El Señor (Dios) se manifestó a mí hace ya mucho tiempo, diciendo: Con amor eterno te he amado; por tanto, te prolongué mi misericordia.
Jeremías 31:3

Vosotros que en otro tiempo estabais lejos, habéis sido hechos cercanos por la sangre de Cristo.
Efesios 2:13

Atracción divina

En el año 1666 Newton, el gran matemático, se fue al campo para refugiarse de una epidemia que azotaba la ciudad de Cambridge. Parece ser que allí, mientras paseaba, comenzaron sus investigaciones sobre la ley de la gravedad. Se preguntó si esa atracción estaba limitada a la superficie del globo y qué tipo de fuerza sostenía a la luna en su órbita alrededor de la tierra.

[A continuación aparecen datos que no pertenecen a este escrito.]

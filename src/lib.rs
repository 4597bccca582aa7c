//! Topological invariants of links given as braids or pretzels.
//!
//! A pretzel is an ordered word of twists over numbered strands. From such a word we compute
//! the number of link components, a Seifert matrix, the genus of the Seifert surface and the
//! Alexander polynomial. See <http://www.maths.ed.ac.uk/~jcollins/SeifertMatrix/> for the
//! construction.
//!
//! ```rust
//! use seifert::{AlexanderPolynomial, analyse_one, parse_pretzel};
//!
//! let trefoil = parse_pretzel("AAA").unwrap();
//! let invariants = analyse_one(&trefoil).unwrap();
//! assert_eq!(invariants.components, 1);
//! assert_eq!(invariants.genus, 1);
//! assert_eq!(
//!     invariants.alexander,
//!     AlexanderPolynomial::Coefficients(vec![1, -1, 1])
//! );
//! ```

mod alexander;
mod analysis;
mod format;
mod matrix;
mod parse;
mod pretzel;
mod seifert;
mod simplify;
mod structure;

#[cfg(test)]
mod test_utils;

pub use alexander::*;
pub use analysis::*;
pub use format::*;
pub use matrix::*;
pub use parse::{MAX_STRAND, parse_pretzel};
pub use pretzel::*;
pub use seifert::*;
pub use simplify::{simplify, simplify_fully};
pub use structure::*;

use snafu::prelude::*;

#[derive(Debug, Snafu)]
pub enum SeifertError {
    #[snafu(display(
        "Matrix dimension mismatch: {}x{} vs. {}x{}",
        lhs.0,
        lhs.1,
        rhs.0,
        rhs.1
    ))]
    DimensionMismatch {
        lhs: (usize, usize),
        rhs: (usize, usize),
    },

    #[snafu(display("Cannot build a square matrix from a {}x{} matrix", rows, cols))]
    NotSquare { rows: usize, cols: usize },

    #[snafu(display("Contract violation (bug in library or inconsistent input): {}", message))]
    ContractViolation { message: String },

    #[snafu(display("Input is neither braid nor pretzel notation: '{}'", input))]
    UnrecognisedNotation { input: String },

    #[snafu(display("Strand number 0 is not allowed in braid notation"))]
    ZeroStrand,

    #[snafu(display("Twist count must be odd: strand {} has count {}", strand, count))]
    EvenTwist { strand: usize, count: i64 },

    #[snafu(display("Number out of range: '{}'", text))]
    NumberOutOfRange { text: String },

    #[snafu(display(
        "Alexander polynomial of a {}x{} Seifert matrix cannot be interpolated exactly in floating point",
        dim,
        dim
    ))]
    PrecisionLoss { dim: usize },
}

Empezó a hacer unos cálculos que luego dejó de lado y que más tarde retomó para sacar sus conclusiones. La hipótesis que había formulado se convirtió en el principio de la gravitación universal.
Newton descubrió la atracción terrestre, pero además discernió el amor de Dios que atrae el hombre pecador para perdonarlo y elevarlo hasta él. Estaba totalmente convencido de que el hombre no puede descubrir a Dios por sí mismo; es necesario que Dios se revele al hombre. Su Biblia siempre estaba abierta sobre la mesa; era el libro que más leía. A esta lectura concienzuda, hecha con oración, prestó la misma atención que al estudio de la naturaleza, sin ideas preconcebidas, tratando de recibir la verdad a través de las Santas Escrituras.
Todavía hoy Dios puede revelarse a cada uno de nosotros mediante su Palabra, que nos habla de su amor. Dios atrae los hombres hacia Jesucristo, el Salvador, para darles a conocer su perdón y la vida eterna. Él “quiere que todos los hombres sean salvos y vengan al conocimiento de la verdad” (1 Timoteo 2:4). ¡Reciba ese amor!